Had his child not put on fat, not gained in colour—had it become peevish, he would have blamed the young woman, and taken it away. But when not only Ebenezer, but also the “committee,” and his own consciousness assured him that all was well with the infant—better than it had been when it lived half its time underground—then he could not withdraw it from Shian, save for those hours when he was free from work.

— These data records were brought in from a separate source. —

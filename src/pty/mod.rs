//! Pseudoterminal handling for Linux
//!
//! Spawning a child process on a PTY, non-blocking I/O against the
//! master side, window size plumbing and child lifecycle.

#[cfg(unix)]
mod unix;

#[cfg(unix)]
pub use unix::{query_window_size, Pty, DEFAULT_TERM};

/// Error type for PTY operations
#[derive(Debug, thiserror::Error)]
pub enum PtyError {
    #[error("failed to open PTY master: {0}")]
    OpenMaster(#[source] nix::Error),

    #[error("failed to grant PTY access: {0}")]
    GrantPty(#[source] nix::Error),

    #[error("failed to unlock PTY: {0}")]
    UnlockPty(#[source] nix::Error),

    #[error("failed to get PTY name: {0}")]
    PtsName(#[source] nix::Error),

    #[error("failed to open PTY child side: {0}")]
    OpenChild(#[source] nix::Error),

    #[error("failed to fork: {0}")]
    Fork(#[source] nix::Error),

    #[error("failed to create session: {0}")]
    Setsid(#[source] nix::Error),

    #[error("failed to duplicate file descriptor: {0}")]
    Dup2(#[source] nix::Error),

    #[error("failed to execute command: {0}")]
    Exec(#[source] nix::Error),

    #[error("window size ioctl failed: {0}")]
    Winsize(#[source] nix::Error),

    #[error("failed to set non-blocking mode: {0}")]
    SetNonBlocking(#[source] nix::Error),

    #[error("failed to read from PTY: {0}")]
    Read(#[source] nix::Error),

    #[error("failed to write to PTY: {0}")]
    Write(#[source] nix::Error),

    #[error("failed to poll PTY: {0}")]
    Poll(#[source] nix::Error),

    #[error("failed to wait for child: {0}")]
    Wait(#[source] nix::Error),

    #[error("child killed by signal {0}")]
    ChildSignaled(i32),
}

/// Result type for PTY operations
pub type PtyResult<T> = Result<T, PtyError>;

/// Window size reported to the child through the PTY
#[derive(Debug, Clone, Copy, PartialEq, Eq)]
pub struct WindowSize {
    pub rows: u16,
    pub cols: u16,
    pub pixel_width: u16,
    pub pixel_height: u16,
}

impl WindowSize {
    /// Character cell dimensions only; pixel sizes stay zero
    pub fn new(rows: u16, cols: u16) -> Self {
        Self {
            rows,
            cols,
            pixel_width: 0,
            pixel_height: 0,
        }
    }

    /// Convert grid dimensions, saturating into the u16 wire type
    pub fn from_grid(rows: usize, cols: usize) -> Self {
        Self::new(
            rows.min(u16::MAX as usize) as u16,
            cols.min(u16::MAX as usize) as u16,
        )
    }
}

impl Default for WindowSize {
    fn default() -> Self {
        Self::new(24, 80)
    }
}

So matters went on for a while, and then the situation became aggravated, for the child began to cry when he took it in his arms to remove it, and stretched forth its little hands to Shian, and sobbed, and would not be comforted by the father. It fretted when at home, it screamed, moaned, was restless. Shone thought it must be ill, and consulted a doctor; he battled against the assurance that nothing ailed the child, save its temporary separation from the woman who was as a mother to it.
He worked himself into excitement against Shian; she was stealing his child’s heart from him. But his good sense returned. She was not willingly doing this. It was due to the irresistible. The natural nurse of a babe is a woman, and not a man, and the child instinctively clings to the nurse.
“I pay her six shillings for it,” grumbled Shone. “He ought to understand that she is a hireling and not his mother.”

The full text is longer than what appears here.